■ **Supplied material**

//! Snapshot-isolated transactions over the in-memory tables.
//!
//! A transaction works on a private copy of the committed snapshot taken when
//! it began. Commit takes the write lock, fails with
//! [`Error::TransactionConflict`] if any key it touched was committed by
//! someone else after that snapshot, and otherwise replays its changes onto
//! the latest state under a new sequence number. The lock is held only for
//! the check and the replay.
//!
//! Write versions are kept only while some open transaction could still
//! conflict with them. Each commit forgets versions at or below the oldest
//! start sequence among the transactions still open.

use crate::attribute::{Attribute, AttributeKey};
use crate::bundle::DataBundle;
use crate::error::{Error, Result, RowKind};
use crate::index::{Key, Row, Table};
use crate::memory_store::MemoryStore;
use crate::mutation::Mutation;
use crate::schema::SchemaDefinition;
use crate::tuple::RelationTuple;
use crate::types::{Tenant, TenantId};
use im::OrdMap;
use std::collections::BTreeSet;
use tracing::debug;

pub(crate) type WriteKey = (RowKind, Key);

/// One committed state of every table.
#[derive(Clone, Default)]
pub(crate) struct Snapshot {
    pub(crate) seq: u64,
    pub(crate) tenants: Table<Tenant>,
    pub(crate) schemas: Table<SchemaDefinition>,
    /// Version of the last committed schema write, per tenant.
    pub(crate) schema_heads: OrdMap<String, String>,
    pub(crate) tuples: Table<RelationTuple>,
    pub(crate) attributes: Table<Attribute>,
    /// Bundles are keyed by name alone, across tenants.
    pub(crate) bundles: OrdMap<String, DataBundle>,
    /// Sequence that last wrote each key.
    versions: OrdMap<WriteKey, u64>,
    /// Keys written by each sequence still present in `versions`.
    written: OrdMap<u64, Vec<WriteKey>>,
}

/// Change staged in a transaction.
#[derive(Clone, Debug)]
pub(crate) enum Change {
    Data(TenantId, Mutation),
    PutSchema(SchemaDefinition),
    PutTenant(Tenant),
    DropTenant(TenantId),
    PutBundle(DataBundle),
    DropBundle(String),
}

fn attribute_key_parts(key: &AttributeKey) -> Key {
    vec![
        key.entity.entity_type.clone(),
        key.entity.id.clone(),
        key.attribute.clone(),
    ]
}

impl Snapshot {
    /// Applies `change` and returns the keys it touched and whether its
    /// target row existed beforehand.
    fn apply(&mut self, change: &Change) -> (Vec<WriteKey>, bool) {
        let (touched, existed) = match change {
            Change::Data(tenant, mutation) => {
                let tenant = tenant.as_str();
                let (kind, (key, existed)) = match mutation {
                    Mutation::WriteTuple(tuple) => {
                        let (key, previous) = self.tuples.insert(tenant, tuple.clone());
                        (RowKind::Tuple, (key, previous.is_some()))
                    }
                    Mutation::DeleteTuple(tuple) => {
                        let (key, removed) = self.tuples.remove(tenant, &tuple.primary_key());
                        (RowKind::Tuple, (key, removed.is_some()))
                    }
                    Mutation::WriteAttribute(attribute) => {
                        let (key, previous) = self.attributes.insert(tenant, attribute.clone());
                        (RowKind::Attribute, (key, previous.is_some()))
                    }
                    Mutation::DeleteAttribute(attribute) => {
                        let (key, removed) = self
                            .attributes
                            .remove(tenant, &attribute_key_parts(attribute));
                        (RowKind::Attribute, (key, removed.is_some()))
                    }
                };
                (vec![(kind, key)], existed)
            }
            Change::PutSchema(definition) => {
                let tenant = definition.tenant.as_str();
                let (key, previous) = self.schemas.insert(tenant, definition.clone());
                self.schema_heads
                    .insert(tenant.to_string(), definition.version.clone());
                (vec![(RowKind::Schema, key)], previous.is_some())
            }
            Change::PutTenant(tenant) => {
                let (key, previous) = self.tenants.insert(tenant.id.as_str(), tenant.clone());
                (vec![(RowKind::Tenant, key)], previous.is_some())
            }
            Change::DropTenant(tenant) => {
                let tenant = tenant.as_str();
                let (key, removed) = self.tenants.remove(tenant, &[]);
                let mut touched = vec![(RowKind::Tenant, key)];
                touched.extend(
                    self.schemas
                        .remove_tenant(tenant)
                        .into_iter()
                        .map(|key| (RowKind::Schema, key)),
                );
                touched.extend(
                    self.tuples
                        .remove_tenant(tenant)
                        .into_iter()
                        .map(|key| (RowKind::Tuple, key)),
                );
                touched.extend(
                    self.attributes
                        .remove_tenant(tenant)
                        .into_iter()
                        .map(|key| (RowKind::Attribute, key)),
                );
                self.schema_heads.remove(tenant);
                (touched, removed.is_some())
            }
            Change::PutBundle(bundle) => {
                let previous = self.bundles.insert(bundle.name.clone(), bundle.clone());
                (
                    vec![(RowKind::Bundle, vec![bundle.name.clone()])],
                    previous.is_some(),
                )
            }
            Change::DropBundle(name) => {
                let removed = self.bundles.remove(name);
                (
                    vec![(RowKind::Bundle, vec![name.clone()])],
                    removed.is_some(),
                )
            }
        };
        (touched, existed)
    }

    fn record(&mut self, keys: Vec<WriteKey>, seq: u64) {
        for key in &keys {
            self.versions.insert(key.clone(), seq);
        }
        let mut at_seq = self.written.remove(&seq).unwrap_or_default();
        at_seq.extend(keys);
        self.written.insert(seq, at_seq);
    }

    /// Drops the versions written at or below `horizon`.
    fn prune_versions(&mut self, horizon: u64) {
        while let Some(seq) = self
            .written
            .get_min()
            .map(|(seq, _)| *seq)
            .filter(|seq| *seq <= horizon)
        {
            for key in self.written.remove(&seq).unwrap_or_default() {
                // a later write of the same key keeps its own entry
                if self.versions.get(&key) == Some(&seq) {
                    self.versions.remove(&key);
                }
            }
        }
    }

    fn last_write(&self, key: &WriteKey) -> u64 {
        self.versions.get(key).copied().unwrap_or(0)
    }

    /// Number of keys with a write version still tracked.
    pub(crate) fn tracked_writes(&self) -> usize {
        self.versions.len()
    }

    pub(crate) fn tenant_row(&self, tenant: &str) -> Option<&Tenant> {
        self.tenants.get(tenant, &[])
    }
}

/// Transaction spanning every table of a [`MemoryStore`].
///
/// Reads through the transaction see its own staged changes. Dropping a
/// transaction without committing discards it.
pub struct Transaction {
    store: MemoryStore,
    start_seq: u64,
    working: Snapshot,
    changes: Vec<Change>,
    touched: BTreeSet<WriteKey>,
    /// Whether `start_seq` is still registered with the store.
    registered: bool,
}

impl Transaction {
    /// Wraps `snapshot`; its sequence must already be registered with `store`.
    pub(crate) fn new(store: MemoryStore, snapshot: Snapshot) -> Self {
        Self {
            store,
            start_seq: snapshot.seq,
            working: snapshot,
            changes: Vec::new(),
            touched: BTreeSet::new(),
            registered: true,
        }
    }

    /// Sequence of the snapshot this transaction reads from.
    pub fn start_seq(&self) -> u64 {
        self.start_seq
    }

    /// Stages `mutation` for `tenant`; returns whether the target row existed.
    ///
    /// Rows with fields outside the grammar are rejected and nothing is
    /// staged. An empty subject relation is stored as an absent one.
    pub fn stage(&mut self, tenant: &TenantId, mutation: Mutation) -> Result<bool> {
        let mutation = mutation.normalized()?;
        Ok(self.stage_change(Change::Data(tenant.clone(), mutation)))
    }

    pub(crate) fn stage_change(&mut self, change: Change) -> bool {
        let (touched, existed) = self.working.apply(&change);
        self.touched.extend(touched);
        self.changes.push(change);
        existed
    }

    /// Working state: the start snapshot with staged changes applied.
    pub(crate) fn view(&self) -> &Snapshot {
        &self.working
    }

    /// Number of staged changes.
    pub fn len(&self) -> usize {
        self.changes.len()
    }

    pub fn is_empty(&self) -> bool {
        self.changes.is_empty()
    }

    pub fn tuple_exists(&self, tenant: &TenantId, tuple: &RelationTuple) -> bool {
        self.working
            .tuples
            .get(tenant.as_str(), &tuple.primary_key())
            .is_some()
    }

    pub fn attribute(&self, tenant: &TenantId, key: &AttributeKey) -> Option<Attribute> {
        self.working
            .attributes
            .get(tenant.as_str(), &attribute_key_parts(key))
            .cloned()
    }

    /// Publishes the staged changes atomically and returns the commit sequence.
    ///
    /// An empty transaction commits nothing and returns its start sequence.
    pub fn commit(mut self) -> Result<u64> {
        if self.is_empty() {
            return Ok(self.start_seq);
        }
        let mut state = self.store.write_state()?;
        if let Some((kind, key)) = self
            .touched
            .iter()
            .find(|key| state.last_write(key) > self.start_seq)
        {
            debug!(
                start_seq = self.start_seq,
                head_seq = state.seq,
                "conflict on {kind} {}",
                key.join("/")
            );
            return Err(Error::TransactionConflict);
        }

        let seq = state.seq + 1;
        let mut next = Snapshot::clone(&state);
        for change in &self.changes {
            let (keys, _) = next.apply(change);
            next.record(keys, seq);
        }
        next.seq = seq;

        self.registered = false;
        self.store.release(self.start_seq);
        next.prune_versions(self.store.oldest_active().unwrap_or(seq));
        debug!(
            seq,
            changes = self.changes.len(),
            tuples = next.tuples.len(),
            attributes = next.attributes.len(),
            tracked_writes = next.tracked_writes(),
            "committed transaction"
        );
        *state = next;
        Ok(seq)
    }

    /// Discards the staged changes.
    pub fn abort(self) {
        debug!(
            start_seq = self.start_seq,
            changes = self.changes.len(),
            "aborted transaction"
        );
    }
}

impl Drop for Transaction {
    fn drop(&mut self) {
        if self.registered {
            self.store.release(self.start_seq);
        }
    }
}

---

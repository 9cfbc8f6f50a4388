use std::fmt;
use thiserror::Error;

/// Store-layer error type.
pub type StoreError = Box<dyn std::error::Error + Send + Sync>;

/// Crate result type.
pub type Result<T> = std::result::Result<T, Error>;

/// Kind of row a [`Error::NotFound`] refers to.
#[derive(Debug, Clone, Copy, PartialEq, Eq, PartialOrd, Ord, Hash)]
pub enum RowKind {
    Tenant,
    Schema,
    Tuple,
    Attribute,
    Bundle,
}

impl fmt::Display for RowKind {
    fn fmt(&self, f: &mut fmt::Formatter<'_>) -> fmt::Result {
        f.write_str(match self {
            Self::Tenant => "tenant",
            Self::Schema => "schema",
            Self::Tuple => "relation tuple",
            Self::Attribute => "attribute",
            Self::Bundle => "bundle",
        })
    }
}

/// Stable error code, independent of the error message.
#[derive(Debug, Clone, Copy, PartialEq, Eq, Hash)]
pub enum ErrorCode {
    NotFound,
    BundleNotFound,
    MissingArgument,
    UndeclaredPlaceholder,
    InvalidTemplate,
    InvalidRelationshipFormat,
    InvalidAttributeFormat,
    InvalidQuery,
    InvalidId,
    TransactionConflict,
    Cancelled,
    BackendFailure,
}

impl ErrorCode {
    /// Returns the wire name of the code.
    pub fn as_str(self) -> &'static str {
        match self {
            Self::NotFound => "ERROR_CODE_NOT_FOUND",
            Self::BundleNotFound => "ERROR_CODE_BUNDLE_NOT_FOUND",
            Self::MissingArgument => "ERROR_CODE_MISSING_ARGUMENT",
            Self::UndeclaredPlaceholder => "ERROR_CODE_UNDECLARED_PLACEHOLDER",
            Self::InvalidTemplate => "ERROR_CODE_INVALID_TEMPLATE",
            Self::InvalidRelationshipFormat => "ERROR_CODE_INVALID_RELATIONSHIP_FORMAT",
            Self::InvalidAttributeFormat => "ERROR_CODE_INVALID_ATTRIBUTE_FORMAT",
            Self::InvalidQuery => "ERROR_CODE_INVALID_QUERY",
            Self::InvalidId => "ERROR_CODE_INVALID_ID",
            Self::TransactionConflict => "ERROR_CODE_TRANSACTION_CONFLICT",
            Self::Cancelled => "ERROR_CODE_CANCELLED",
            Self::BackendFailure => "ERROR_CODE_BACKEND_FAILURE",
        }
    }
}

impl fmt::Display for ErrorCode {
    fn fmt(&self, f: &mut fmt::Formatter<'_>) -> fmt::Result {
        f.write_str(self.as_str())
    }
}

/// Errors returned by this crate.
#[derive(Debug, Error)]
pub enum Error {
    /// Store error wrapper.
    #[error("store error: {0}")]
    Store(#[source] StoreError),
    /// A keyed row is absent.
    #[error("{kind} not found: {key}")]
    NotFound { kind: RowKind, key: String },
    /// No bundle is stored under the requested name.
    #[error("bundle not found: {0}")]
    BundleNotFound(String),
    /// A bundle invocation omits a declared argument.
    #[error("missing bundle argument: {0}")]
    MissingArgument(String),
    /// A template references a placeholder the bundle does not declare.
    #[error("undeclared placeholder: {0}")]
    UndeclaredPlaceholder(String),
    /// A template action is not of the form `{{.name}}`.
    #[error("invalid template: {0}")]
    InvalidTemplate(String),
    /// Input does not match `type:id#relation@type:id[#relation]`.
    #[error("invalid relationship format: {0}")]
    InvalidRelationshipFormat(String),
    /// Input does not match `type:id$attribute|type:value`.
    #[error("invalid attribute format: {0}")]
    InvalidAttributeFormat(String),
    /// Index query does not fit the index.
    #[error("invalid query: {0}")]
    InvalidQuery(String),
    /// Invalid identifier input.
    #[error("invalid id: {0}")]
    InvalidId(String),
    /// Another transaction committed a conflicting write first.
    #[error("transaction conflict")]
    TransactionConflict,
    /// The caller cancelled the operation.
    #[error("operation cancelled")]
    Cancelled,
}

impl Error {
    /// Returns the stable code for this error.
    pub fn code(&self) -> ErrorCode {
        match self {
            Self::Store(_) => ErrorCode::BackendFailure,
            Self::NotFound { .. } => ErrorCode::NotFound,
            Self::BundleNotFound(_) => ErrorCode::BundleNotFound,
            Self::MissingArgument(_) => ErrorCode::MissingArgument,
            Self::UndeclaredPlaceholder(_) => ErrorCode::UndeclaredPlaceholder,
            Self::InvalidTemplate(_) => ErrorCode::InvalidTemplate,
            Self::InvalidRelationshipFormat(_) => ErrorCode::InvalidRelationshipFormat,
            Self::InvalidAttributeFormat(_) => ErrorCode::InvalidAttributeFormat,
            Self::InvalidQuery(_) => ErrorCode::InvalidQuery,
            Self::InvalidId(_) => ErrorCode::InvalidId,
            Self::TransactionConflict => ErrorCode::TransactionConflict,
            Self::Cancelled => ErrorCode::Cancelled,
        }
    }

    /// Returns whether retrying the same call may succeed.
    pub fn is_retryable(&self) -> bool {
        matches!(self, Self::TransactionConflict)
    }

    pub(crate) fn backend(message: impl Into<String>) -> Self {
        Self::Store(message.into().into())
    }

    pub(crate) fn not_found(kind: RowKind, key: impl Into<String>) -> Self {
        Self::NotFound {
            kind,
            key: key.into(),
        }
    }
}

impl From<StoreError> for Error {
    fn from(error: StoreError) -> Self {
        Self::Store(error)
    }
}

* * *

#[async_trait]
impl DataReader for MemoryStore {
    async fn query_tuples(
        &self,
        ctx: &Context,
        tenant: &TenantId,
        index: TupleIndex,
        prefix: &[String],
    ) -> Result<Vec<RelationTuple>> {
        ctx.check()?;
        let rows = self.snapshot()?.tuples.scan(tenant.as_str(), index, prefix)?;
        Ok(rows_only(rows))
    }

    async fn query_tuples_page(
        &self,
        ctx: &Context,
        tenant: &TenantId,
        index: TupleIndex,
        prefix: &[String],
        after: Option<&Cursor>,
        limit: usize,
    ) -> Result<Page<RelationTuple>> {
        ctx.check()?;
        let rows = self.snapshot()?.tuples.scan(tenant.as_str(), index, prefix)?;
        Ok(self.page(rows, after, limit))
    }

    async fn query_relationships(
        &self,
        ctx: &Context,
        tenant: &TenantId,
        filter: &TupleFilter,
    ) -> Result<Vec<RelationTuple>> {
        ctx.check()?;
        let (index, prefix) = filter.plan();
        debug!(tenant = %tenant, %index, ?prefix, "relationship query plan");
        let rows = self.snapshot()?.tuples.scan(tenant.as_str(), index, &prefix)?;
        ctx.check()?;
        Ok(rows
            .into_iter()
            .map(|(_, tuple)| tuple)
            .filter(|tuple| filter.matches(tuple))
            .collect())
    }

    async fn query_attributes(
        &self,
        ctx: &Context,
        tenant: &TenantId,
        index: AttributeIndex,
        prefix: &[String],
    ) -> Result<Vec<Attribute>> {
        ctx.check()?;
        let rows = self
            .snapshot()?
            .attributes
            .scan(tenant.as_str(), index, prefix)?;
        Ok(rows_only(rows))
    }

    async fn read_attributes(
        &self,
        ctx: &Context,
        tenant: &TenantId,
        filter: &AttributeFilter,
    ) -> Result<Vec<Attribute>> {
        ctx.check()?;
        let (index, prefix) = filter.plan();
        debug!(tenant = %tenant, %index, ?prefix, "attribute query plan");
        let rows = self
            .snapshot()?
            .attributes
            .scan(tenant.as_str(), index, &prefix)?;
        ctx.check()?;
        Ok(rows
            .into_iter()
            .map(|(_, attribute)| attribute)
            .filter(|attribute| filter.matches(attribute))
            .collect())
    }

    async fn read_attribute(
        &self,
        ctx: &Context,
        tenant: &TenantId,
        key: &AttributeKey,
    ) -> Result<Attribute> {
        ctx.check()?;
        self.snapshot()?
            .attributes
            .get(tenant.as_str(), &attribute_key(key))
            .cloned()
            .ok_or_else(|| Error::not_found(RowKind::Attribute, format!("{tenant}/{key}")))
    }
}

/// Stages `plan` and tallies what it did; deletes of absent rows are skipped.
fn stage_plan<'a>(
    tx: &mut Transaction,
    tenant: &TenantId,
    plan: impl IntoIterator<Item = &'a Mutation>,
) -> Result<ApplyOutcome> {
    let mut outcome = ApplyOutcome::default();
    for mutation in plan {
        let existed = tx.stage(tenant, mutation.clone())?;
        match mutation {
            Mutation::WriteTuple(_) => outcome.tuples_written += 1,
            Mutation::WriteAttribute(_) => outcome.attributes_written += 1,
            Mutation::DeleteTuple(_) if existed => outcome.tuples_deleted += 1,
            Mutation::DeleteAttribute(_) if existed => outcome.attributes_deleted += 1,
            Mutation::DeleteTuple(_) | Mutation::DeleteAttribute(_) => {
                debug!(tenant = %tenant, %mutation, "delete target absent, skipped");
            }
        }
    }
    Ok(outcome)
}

■ **Work required**
For every line above that includes the word "Option", return the line.

■ **Expected answer**
    pub(crate) fn tenant_row(&self, tenant: &str) -> Option<&Tenant> {
    pub fn attribute(&self, tenant: &TenantId, key: &AttributeKey) -> Option<Attribute> {
        after: Option<&Cursor>,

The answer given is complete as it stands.